## [Task statement]
How many lines in the data below have the string "crate"? Reply with the number alone.

## [Records for the task]
=== Section Start ===

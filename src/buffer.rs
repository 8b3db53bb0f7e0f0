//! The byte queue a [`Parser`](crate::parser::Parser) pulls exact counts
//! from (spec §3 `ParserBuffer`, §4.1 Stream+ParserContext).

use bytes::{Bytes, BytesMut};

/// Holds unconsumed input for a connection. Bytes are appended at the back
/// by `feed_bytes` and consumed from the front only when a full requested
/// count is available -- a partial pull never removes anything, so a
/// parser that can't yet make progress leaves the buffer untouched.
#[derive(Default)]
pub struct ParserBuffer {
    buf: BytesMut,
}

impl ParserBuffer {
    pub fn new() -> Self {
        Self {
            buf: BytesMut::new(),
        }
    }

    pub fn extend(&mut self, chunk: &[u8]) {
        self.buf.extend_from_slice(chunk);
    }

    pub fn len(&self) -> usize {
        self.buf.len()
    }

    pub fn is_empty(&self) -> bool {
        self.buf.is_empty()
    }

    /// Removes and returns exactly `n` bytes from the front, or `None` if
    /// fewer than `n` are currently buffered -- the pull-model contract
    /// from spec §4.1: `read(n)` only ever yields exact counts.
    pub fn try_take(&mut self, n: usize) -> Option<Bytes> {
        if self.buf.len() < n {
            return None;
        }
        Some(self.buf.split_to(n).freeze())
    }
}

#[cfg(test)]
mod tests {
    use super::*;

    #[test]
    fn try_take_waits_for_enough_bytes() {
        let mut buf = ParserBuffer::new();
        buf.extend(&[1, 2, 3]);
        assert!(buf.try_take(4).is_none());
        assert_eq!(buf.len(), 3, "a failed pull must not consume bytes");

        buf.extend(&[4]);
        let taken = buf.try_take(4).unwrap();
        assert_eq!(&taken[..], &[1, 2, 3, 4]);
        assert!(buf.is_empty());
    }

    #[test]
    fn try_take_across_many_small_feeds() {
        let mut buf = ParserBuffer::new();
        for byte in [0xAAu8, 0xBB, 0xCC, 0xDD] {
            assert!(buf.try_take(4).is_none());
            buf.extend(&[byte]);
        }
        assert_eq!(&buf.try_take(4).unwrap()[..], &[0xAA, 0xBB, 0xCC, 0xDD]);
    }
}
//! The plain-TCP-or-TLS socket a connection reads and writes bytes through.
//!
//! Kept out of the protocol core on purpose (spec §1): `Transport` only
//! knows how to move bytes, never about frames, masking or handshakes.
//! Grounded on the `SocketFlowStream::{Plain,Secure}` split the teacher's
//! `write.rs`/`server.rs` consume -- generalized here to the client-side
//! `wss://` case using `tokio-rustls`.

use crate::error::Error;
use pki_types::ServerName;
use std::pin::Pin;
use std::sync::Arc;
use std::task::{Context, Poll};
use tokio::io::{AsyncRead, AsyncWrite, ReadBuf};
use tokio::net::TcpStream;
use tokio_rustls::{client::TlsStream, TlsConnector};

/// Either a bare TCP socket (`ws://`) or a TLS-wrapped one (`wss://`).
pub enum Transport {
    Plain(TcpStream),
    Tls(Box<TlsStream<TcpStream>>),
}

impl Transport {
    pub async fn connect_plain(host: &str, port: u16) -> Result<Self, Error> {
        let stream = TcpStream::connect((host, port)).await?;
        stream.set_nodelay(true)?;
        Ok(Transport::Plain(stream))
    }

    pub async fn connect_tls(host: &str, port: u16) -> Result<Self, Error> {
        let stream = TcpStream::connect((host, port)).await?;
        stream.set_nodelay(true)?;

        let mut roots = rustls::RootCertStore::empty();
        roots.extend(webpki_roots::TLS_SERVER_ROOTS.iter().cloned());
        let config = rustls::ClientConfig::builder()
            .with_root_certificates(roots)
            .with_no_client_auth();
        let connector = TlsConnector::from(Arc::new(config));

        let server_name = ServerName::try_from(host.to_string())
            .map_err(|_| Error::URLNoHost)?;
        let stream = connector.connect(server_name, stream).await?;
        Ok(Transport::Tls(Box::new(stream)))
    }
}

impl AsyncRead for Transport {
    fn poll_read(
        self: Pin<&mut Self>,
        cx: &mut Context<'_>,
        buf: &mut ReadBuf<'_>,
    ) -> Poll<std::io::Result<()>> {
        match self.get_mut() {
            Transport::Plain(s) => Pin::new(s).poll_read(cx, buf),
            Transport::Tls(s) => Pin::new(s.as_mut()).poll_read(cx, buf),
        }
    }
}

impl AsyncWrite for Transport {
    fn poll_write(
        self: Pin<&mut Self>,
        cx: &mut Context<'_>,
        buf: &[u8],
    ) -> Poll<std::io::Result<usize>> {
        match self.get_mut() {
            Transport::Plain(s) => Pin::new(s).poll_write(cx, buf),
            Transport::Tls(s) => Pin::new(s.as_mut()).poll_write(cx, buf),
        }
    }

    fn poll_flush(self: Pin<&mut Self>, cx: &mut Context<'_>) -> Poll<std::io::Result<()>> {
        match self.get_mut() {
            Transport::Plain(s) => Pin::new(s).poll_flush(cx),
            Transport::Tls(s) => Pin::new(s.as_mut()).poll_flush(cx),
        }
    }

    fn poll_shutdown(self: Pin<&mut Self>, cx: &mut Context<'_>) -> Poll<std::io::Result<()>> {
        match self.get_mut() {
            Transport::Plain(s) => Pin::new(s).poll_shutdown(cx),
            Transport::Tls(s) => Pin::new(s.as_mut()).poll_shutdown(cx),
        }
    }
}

=== Section End ===

## [Answer to this exercise]
2